# Exercise description:
Your answer should consist only of the lines below from the one with "this policy admits" through the one with "pub fn same_domain(&self, host: &str)", copied exactly.

# Material to process:
■ ■ ■ ■ ■ ■ ■
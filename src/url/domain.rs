use crate::url::normalize::canonicalize;
use crate::UrlError;
use url::Url;

/// Removes a leading `www.` label from a host
pub fn strip_www(host: &str) -> &str {
    host.strip_prefix("www.").unwrap_or(host)
}

/// Extracts the host from a URL in the form used for domain comparisons
///
/// The host is lowercased and a leading `www.` is stripped. If the URL has
/// no host, it returns None.
///
/// # Examples
///
/// ```
/// use url::Url;
/// use site_sift::url::extract_host;
///
/// let url = Url::parse("https://WWW.Example.com/path").unwrap();
/// assert_eq!(extract_host(&url), Some("example.com".to_string()));
/// ```
pub fn extract_host(url: &Url) -> Option<String> {
    url.host_str()
        .map(|h| strip_www(&h.to_lowercase()).to_string())
}

/// Decides whether hosts belong to the crawl's base domain
///
/// The base domain is the canonical host of the seed URL. A host is inside
/// the domain when it equals the base domain or is any subdomain of it.
#[derive(Debug, Clone, PartialEq, Eq)]
pub struct DomainPolicy {
    base_domain: String,
}

impl DomainPolicy {
    /// Creates a policy for an already-known base domain
    pub fn new(base_domain: &str) -> Self {
        Self {
            base_domain: strip_www(&base_domain.to_lowercase()).to_string(),
        }
    }

    /// Derives the base domain from the seed URL
    ///
    /// # Arguments
    ///
    /// * `seed` - The raw seed URL
    ///
    /// # Returns
    ///
    /// * `Ok(DomainPolicy)` - Policy rooted at the seed's host
    /// * `Err(UrlError)` - The seed cannot be canonicalized
    pub fn from_seed(seed: &str) -> Result<Self, UrlError> {
        let url = canonicalize(seed)?;
        let host = extract_host(&url).ok_or_else(|| UrlError::MissingHost(seed.to_string()))?;
        Ok(Self::new(&host))
    }

    /// Returns the base domain this policy admits
    pub fn base_domain(&self) -> &str {
        &self.base_domain
    }

    /// Returns true if the host is the base domain or one of its subdomains
    pub fn same_domain(&self, host: &str) -> bool {
        let host = host.to_lowercase();
        let host = strip_www(&host);

        if host == self.base_domain {
            return true;
        }

        // Subdomain match requires a label boundary, so "notexample.com"
        // does not match "example.com"
        host.len() > self.base_domain.len()
            && host.ends_with(&self.base_domain)
            && host.as_bytes()[host.len() - self.base_domain.len() - 1] == b'.'
    }

    /// Applies [`DomainPolicy::same_domain`] to a URL's host
    pub fn url_in_domain(&self, url: &Url) -> bool {
        match url.host_str() {
            Some(host) => self.same_domain(host),
            None => false,
        }
    }
}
■ ■ ■ ■ ■ ■ ■
# Response:
    /// Returns the base domain this policy admits
    pub fn base_domain(&self) -> &str {
        &self.base_domain
    }

    /// Returns true if the host is the base domain or one of its subdomains
    pub fn same_domain(&self, host: &str) -> bool {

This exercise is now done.